Every machine learning project's starting point is EDA. First create some feature, like how often do they get bad claims or how many do they get. Then do some EDA to find which features are more useful. Secondly, the problem looks like classification. Clustering is usually harder to evaluate.
In data sciences when you make a business model, EDA exploratory data analytics play a major role which includes data cleaning, feature engineering, filtering data. As mentioned how to build target variable, it all depends on the attributes you have and what model do you want to apply say linear regression or logistic or make a decision tree. You need to use those algorithms. But most importantly you need to find out the impacting variable. That's probably the core elation between the output and the given input and priority must be given accordingly. Also attributes which add no value must be removed as that would contribute to overfitting.
You can do clustering too. And interesting thing is any unspervisoned learning could be converted to a form of supervised learning. Probably you can try to do logistic regression or do linear regression etc... And find out which model fits best to your project.
I don't know how I should approach this problem:
I have a data set. A user may or may not be part of a funded scheme.
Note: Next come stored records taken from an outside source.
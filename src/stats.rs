use crate::models::{GroupKey, Observation};
use serde::{Deserialize, Serialize};
use std::collections::BTreeMap;

/// Summary statistics for a group.
#[derive(Debug, Clone, Serialize, Deserialize, PartialEq)]
pub struct Summary {
    pub key: GroupKey,
    pub count: usize,
    pub missing: usize,
    pub min: Option<f64>,
    pub max: Option<f64>,
    pub mean: Option<f64>,
    pub median: Option<f64>,
}

/// Compute grouped statistics by (indicator_code, country_code).
pub fn grouped_summary(observations: &[Observation]) -> Vec<Summary> {
    let mut groups: BTreeMap<GroupKey, Vec<f64>> = BTreeMap::new();
    let mut missing: BTreeMap<GroupKey, usize> = BTreeMap::new();
    for o in observations {
        let key = GroupKey {
            indicator_code: o.indicator_code.clone(),
            country_code: o.country_code.clone(),
        };
        match o.value {
            Some(v) => groups.entry(key).or_default().push(v),
            None => *missing.entry(key).or_default() += 1,
        }
    }

    let mut out = Vec::new();
    for (key, mut vals) in groups {
        vals.sort_by(|a, b| a.partial_cmp(b).unwrap());
        let count = vals.len();
        let min = vals.first().cloned();
        let max = vals.last().cloned();
        let mean = if count > 0 {
            Some(vals.iter().copied().sum::<f64>() / count as f64)
        } else {
            None
        };
        let median = if count == 0 {
            None
        } else if count % 2 == 1 {
            Some(vals[count / 2])
        } else {
            Some((vals[count / 2 - 1] + vals[count / 2]) / 2.0)
        };
        let miss = missing.get(&key).cloned().unwrap_or(0);
        out.push(Summary {
            key,
            count,
            missing: miss,
            min,
            max,
            mean,
            median,
        });
    }
    out
}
I want to use machine learning to deduce that users that are not part of the scheme were susceptible to certain conditions e.g. 1,2,3 and 4. Those in the scheme were susceptible to 1,2 and 4. Therefore it can be deduced that if you are part of the scheme you won't be susceptible to condition 3.
I have a second related problem as well. Within the funded scheme the user can have two plans (cost different amounts). I would like to see whether those on the cheaper plan were susceptible to more conditions than those on the more expensive plan.
Can anyone help me as to whether this a recommendation or a classification problem and what specific algorithms I should look at?
Thanks.
Neither. It's a statistics problem. Your dataset is complete and you don't mention any need to predict attributes of future subjects or schemes, so training a classifier or a recommender wouldn't seem to serve it's usual goals.
You could use a person's conditions as features and their scheme stats as the target, classify them with SVM and then use the classification performance/accuracy as a measure of the separability of the classes. You could also consider clustering. However, a t-test would do the same thing and is a much more accepted tool to justify the validity of claims like this.
It looks like you are trying to build a system that would classify a user as funded or not funded, and if not funded, reason why they were not funded.
If this is the case, what you need is a machine learning classifier that is interpretable, i.e., the reasoning behind why a classifier makes a certain decision can be conveyed to users. You may want to look at Decisions trees and (to a lesser extent) RandomForest and Gradient Boosted Trees.